- Records excerpted from a collection
%%

//! HTTP client for the upstream task-management REST API.
//!
//! `ApiClient` is a thin verb wrapper returning raw body bytes; the
//! `TaskApi` trait layers typed operations on top and is the seam the MCP
//! handlers are generic over, so tests can substitute a stub backend.

mod api;
mod error;
mod http;

pub use api::TaskApi;
pub use error::{ApiError, ApiResult};
pub use http::ApiClient;
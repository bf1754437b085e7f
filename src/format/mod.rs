//! Pure report formatters.
//!
//! Every function here maps already-fetched entities to deterministic
//! multi-line text. No I/O: the evaluation instant is passed in so overdue
//! computation is testable.

mod dashboard;
mod projects;
mod stats;
mod tasks;
mod text;


pub use dashboard::{project_dashboard, system_dashboard, user_dashboard};
pub use projects::{project_details, project_tasks, projects_overview};
pub use stats::{COMPLETE_STATUS, STATUS_DISPLAY_ORDER, TaskStats, completion_rate, is_overdue, top_n};
pub use tasks::{search_results, task_details, tasks_overview, user_tasks};
pub use text::{
    NO_DUE_DATE, NONE_PLACEHOLDER, PROJECT_DESCRIPTION_LIMIT, PROJECT_TASK_LIMIT, RECENT_LIMIT,
    TASK_DESCRIPTION_LIMIT, TASK_LIST_LIMIT, UNASSIGNED, opt_or, truncate_text,
};
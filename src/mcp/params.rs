//! Tool parameter structs.
//!
//! Required string arguments are validated non-empty in the handlers via
//! [`require_arg`] before any API call is made.

use rmcp::{
    ErrorData as McpError,
    schemars::{self, JsonSchema},
};
use serde::{Deserialize, Serialize};

/// Validate a required string argument, naming the missing field.
pub fn require_arg<'a>(value: Option<&'a str>, field: &'static str) -> Result<&'a str, McpError> {
    match value {
        Some(v) if !v.trim().is_empty() => Ok(v),
        _ => Err(McpError::invalid_params(format!("{field} is required"), None)),
    }
}

#[derive(Debug, Serialize, Deserialize, JsonSchema)]
pub struct CreateTaskParams {
    #[schemars(description = "Task name (required)")]
    pub name: String,
    #[schemars(description = "Task description (optional)")]
    pub description: Option<String>,
    #[schemars(description = "Priority label, e.g. 'High', 'Medium', 'Low' (optional)")]
    pub priority: Option<String>,
    #[schemars(description = "User the task is assigned to (optional)")]
    pub assigned_to: Option<String>,
    #[schemars(description = "Due date, ISO-8601 (optional)")]
    pub due_date: Option<String>,
    #[schemars(description = "Project the task belongs to (optional)")]
    pub project_id: Option<String>,
    #[schemars(description = "Tags for categorization (optional)")]
    pub tags: Option<Vec<String>>,
    #[schemars(
        description = "Initial note recorded on the task right after creation (required)"
    )]
    pub initial_note: Option<String>,
    #[schemars(description = "User creating the task (required)")]
    pub created_by: String,
}

#[derive(Debug, Serialize, Deserialize, JsonSchema)]
pub struct GetTaskDetailsParams {
    #[schemars(description = "Task ID to look up")]
    pub task_id: String,
}

#[derive(Debug, Serialize, Deserialize, JsonSchema)]
pub struct UpdateTaskProgressParams {
    #[schemars(description = "Task ID to update")]
    pub task_id: String,
    #[schemars(
        description = "New status: 'Not Started', 'In Progress', 'Review', 'Blocked', 'Complete' (optional)"
    )]
    pub status: Option<String>,
    #[schemars(description = "New priority label (optional)")]
    pub priority: Option<String>,
    #[schemars(description = "Reassign the task to this user (optional)")]
    pub assigned_to: Option<String>,
    #[schemars(description = "Progress note to record alongside the update (optional)")]
    pub progress_note: Option<String>,
    #[schemars(description = "User making the update (required)")]
    pub updated_by: String,
}

#[derive(Debug, Serialize, Deserialize, JsonSchema)]
pub struct SearchTasksParams {
    #[schemars(description = "Filter by status label (optional)")]
    pub status: Option<String>,
    #[schemars(description = "Filter by assignee (optional)")]
    pub assigned_to: Option<String>,
    #[schemars(description = "Filter by creator (optional)")]
    pub created_by: Option<String>,
}

#[cfg(test)]
mod tests {
    use super::*;

    #[test]
    fn require_arg_accepts_non_empty() {
        assert_eq!(require_arg(Some("alice"), "created_by").unwrap(), "alice");
    }

    #[test]
    fn require_arg_rejects_missing_and_blank() {
        let err = require_arg(None, "initial_note").unwrap_err();
        assert!(err.message.contains("initial_note is required"));

        let err = require_arg(Some("   "), "name").unwrap_err();
        assert!(err.message.contains("name is required"));
    }
}
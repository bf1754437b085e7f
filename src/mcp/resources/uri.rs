//! Resource URI parsing.
//!
//! All nine resource patterns are matched in one place so every handler
//! shares a single "invalid URI format" error instead of ad-hoc segment
//! checks. An empty identifier segment is reported as a dedicated
//! "<entity> ID is required" error before any network call.

use crate::mcp::resources::ResourceError;

/// URI scheme this server exposes.
pub const SCHEME: &str = "taskdeck";

/// A parsed resource identifier.
#[derive(Debug, Clone, PartialEq, Eq)]
pub enum ResourceUri {
    Task(String),
    TasksOverview,
    UserTasks(String),
    Project(String),
    ProjectTasks(String),
    ProjectsOverview,
    SystemDashboard,
    UserDashboard(String),
    ProjectDashboard(String),
}

impl ResourceUri {
    pub fn parse(uri: &str) -> Result<Self, ResourceError> {
        let invalid = || ResourceError::InvalidUri {
            uri: uri.to_string(),
        };
        let path = uri
            .strip_prefix(SCHEME)
            .and_then(|rest| rest.strip_prefix("://"))
            .ok_or_else(invalid)?;

        let segments: Vec<&str> = path.split('/').collect();
        match segments.as_slice() {
            ["task", id] => Ok(ResourceUri::Task(require_id(id, "task")?)),
            ["tasks", "overview"] => Ok(ResourceUri::TasksOverview),
            ["tasks", "user", id] => Ok(ResourceUri::UserTasks(require_id(id, "user")?)),
            ["project", id] => Ok(ResourceUri::Project(require_id(id, "project")?)),
            ["project", id, "tasks"] => Ok(ResourceUri::ProjectTasks(require_id(id, "project")?)),
            ["projects", "overview"] => Ok(ResourceUri::ProjectsOverview),
            ["dashboard", "system"] => Ok(ResourceUri::SystemDashboard),
            ["dashboard", "user", id] => Ok(ResourceUri::UserDashboard(require_id(id, "user")?)),
            ["dashboard", "project", id] => {
                Ok(ResourceUri::ProjectDashboard(require_id(id, "project")?))
            }
            _ => Err(invalid()),
        }
    }
}

fn require_id(id: &str, entity: &'static str) -> Result<String, ResourceError> {
    if id.is_empty() {
        return Err(ResourceError::IdRequired { entity });
    }
    Ok(id.to_string())
}
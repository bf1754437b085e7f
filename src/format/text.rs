//! Shared text-rendering vocabulary and helpers.
//!
//! The placeholder strings and display caps below are part of the
//! observable contract; reports must be uniform in shape regardless of
//! how sparse the upstream data is.

/// Placeholder for an absent assignee.
pub const UNASSIGNED: &str = "Unassigned";
/// Placeholder for absent priority, description, or tags.
pub const NONE_PLACEHOLDER: &str = "None";
/// Placeholder for an absent due date.
pub const NO_DUE_DATE: &str = "No due date";

/// Display cap for flat task lists.
pub const TASK_LIST_LIMIT: usize = 10;
/// Display cap for a project's task list.
pub const PROJECT_TASK_LIMIT: usize = 15;
/// Display cap for dashboard "recent" sections.
pub const RECENT_LIMIT: usize = 5;

/// Character cap for task descriptions.
pub const TASK_DESCRIPTION_LIMIT: usize = 150;
/// Character cap for project descriptions.
pub const PROJECT_DESCRIPTION_LIMIT: usize = 100;

/// Hard-cut `text` at `max_chars` characters, appending "..." when cut.
/// The cut is by character count, not word boundaries.
pub fn truncate_text(text: &str, max_chars: usize) -> String {
    if text.chars().count() <= max_chars {
        return text.to_string();
    }
    let mut cut: String = text.chars().take(max_chars).collect();
    cut.push_str("...");
    cut
}

/// Render an optional field, falling back to the given placeholder.
/// Empty strings count as absent.
pub fn opt_or<'a>(value: Option<&'a str>, placeholder: &'a str) -> &'a str {
    match value {
        Some(v) if !v.is_empty() => v,
        _ => placeholder,
    }
}

/// Append up to `limit` rendered items, then a "... and K more <noun>"
/// line when the list overflows. Items keep their original order.
pub fn push_truncated_list<T>(
    out: &mut String,
    items: &[T],
    limit: usize,
    noun: &str,
    mut line: impl FnMut(&T) -> String,
) {
    for item in items.iter().take(limit) {
        out.push_str(&line(item));
        out.push('\n');
    }
    if items.len() > limit {
        out.push_str(&format!("... and {} more {}\n", items.len() - limit, noun));
    }
}

#[cfg(test)]
mod tests {
    use super::*;

    #[test]
    fn truncate_leaves_short_text_alone() {
        assert_eq!(truncate_text("hello", 100), "hello");
        let exact: String = "x".repeat(100);
        assert_eq!(truncate_text(&exact, 100), exact);
    }

    #[test]
    fn truncate_hard_cuts_with_ellipsis() {
        let long: String = "a".repeat(120);
        let cut = truncate_text(&long, 100);
        assert_eq!(cut.len(), 103);
        assert!(cut.ends_with("..."));
        assert_eq!(&cut[..100], &long[..100]);
    }

    #[test]
    fn opt_or_treats_empty_as_absent() {
        assert_eq!(opt_or(Some("alice"), UNASSIGNED), "alice");
        assert_eq!(opt_or(Some(""), UNASSIGNED), UNASSIGNED);
        assert_eq!(opt_or(None, NO_DUE_DATE), NO_DUE_DATE);
    }

    #[test]
    fn list_truncation_line() {
        let items: Vec<u32> = (0..16).collect();
        let mut out = String::new();
        push_truncated_list(&mut out, &items, 10, "tasks", |i| format!("- {i}"));
        let lines: Vec<&str> = out.lines().collect();
        assert_eq!(lines.len(), 11);
        assert_eq!(lines[10], "... and 6 more tasks");
    }

    #[test]
    fn list_at_cap_has_no_truncation_line() {
        let items: Vec<u32> = (0..10).collect();
        let mut out = String::new();
        push_truncated_list(&mut out, &items, 10, "tasks", |i| format!("- {i}"));
        assert!(!out.contains("more tasks"));
    }
}
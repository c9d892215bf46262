//! Button widget: a link styled as a button, with an optional icon.

use serde_json::Value;

use crate::attributes::escape_attribute;
use crate::condition::Condition;
use crate::field::{FieldBuilder, FieldType, SelectorRule};
use crate::schema::{Category, ControlSchema, SchemaBuilder, SchemaError};
use crate::widget::{RenderContext, RenderError, SharedRenderer, Widget};

const PADDING: &str =
    "padding: {{VALUE.TOP}}{{UNIT}} {{VALUE.RIGHT}}{{UNIT}} {{VALUE.BOTTOM}}{{UNIT}} {{VALUE.LEFT}}{{UNIT}};";

/// A call-to-action button.
#[derive(Debug, Default)]
pub struct Button {
    renderer: Option<SharedRenderer>,
}

impl Button {
    pub fn new() -> Self {
        Self::default()
    }

    /// Render through the `button` template instead of the built-in markup.
    pub fn with_renderer(mut self, renderer: SharedRenderer) -> Self {
        self.renderer = Some(renderer);
        self
    }
}

impl Widget for Button {
    fn widget_type(&self) -> &str {
        "button"
    }

    fn general_fields(&self) -> Result<ControlSchema, SchemaError> {
        Ok(SchemaBuilder::new(Category::General)
            .add_group("content", "Content")?
            .field(FieldBuilder::field(FieldType::Text, "text", "Text").with_default("Click here"))?
            .field(FieldBuilder::field(FieldType::Url, "link", "Link").with_default("#"))?
            .field(
                FieldBuilder::field(FieldType::Select, "size", "Size")
                    .with_options([("sm", "Small"), ("md", "Medium"), ("lg", "Large")])
                    .with_default("md")
                    .with_class("button-{{VALUE}}"),
            )?
            .field(
                FieldBuilder::field(FieldType::Toggle, "full_width", "Full width")
                    .with_default(false)
                    .with_class("button-block"),
            )?
            .end_group()
            .add_group("icon", "Icon")?
            .field(FieldBuilder::field(FieldType::Toggle, "show_icon", "Show icon").with_default(false))?
            .field(
                FieldBuilder::field(FieldType::Icon, "icon", "Icon")
                    .with_condition(Condition::when("show_icon", true)),
            )?
            .end_group()
            .get_fields())
    }

    fn style_fields(&self) -> Result<ControlSchema, SchemaError> {
        Ok(SchemaBuilder::new(Category::Style)
            .add_tab("normal", "Normal")?
            .add_group("colors", "Colors")?
            .field(
                FieldBuilder::field(FieldType::Color, "text_color", "Text Color")
                    .with_default("#ffffff")
                    .with_selector(SelectorRule::template("{{WRAPPER}} .button", "color: {{VALUE}};")),
            )?
            .field(
                FieldBuilder::field(FieldType::BackgroundGroup, "background", "Background")
                    .with_selector(SelectorRule::composite(["{{WRAPPER}} .button"])),
            )?
            .end_group()
            .end_tab()
            .add_tab("hover", "Hover")?
            .add_group("colors", "Colors")?
            .field(
                FieldBuilder::field(FieldType::Color, "text_color", "Text Color")
                    .with_default("#ffffff")
                    .with_selector(SelectorRule::template(
                        "{{WRAPPER}} .button:hover",
                        "color: {{VALUE}};",
                    )),
            )?
            .end_group()
            .end_tab()
            .add_group("box", "Box")?
            .field(
                FieldBuilder::field(FieldType::Dimension, "padding", "Padding")
                    .with_unit("px")
                    .with_responsive(true)
                    .with_selector(SelectorRule::template("{{WRAPPER}} .button", PADDING)),
            )?
            .field(
                FieldBuilder::field(FieldType::Number, "border_radius", "Border Radius")
                    .with_unit("px")
                    .with_min(0.0)
                    .with_default(4)
                    .with_selector(SelectorRule::template(
                        "{{WRAPPER}} .button",
                        "border-radius: {{VALUE}};",
                    )),
            )?
            .end_group()
            .get_fields())
    }

    fn render(&self, ctx: &RenderContext<'_>) -> Result<String, RenderError> {
        if let Some(renderer) = &self.renderer {
            return renderer.render(self.widget_type(), ctx);
        }

        let icon = if ctx.flag("icon.show_icon") {
            icon_markup(ctx.value("icon.icon").as_ref())
        } else {
            String::new()
        };
        Ok(format!(
            "<div {}><a class=\"button\" href=\"{}\">{icon}<span class=\"button-text\">{}</span></a></div>",
            ctx.wrapper_attributes("widget-button"),
            ctx.escaped("content.link"),
            ctx.escaped("content.text"),
        ))
    }
}

/// `<i class="…"></i>` for an icon value `{ "library": "…", "value": "fa fa-star" }`.
fn icon_markup(icon: Option<&Value>) -> String {
    match icon.and_then(|v| v.get("value")).and_then(Value::as_str) {
        Some(class) if !class.trim().is_empty() => {
            format!("<i class=\"{}\" aria-hidden=\"true\"></i>", escape_attribute(class.trim()))
        }
        _ => String::new(),
    }
}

%%

- Instructions to follow
Beginning of the records through the line with "seam the MCP": return that span exactly and stop there.

- Solution to the exercise
//! HTTP client for the upstream task-management REST API.
//!
//! `ApiClient` is a thin verb wrapper returning raw body bytes; the
//! `TaskApi` trait layers typed operations on top and is the seam the MCP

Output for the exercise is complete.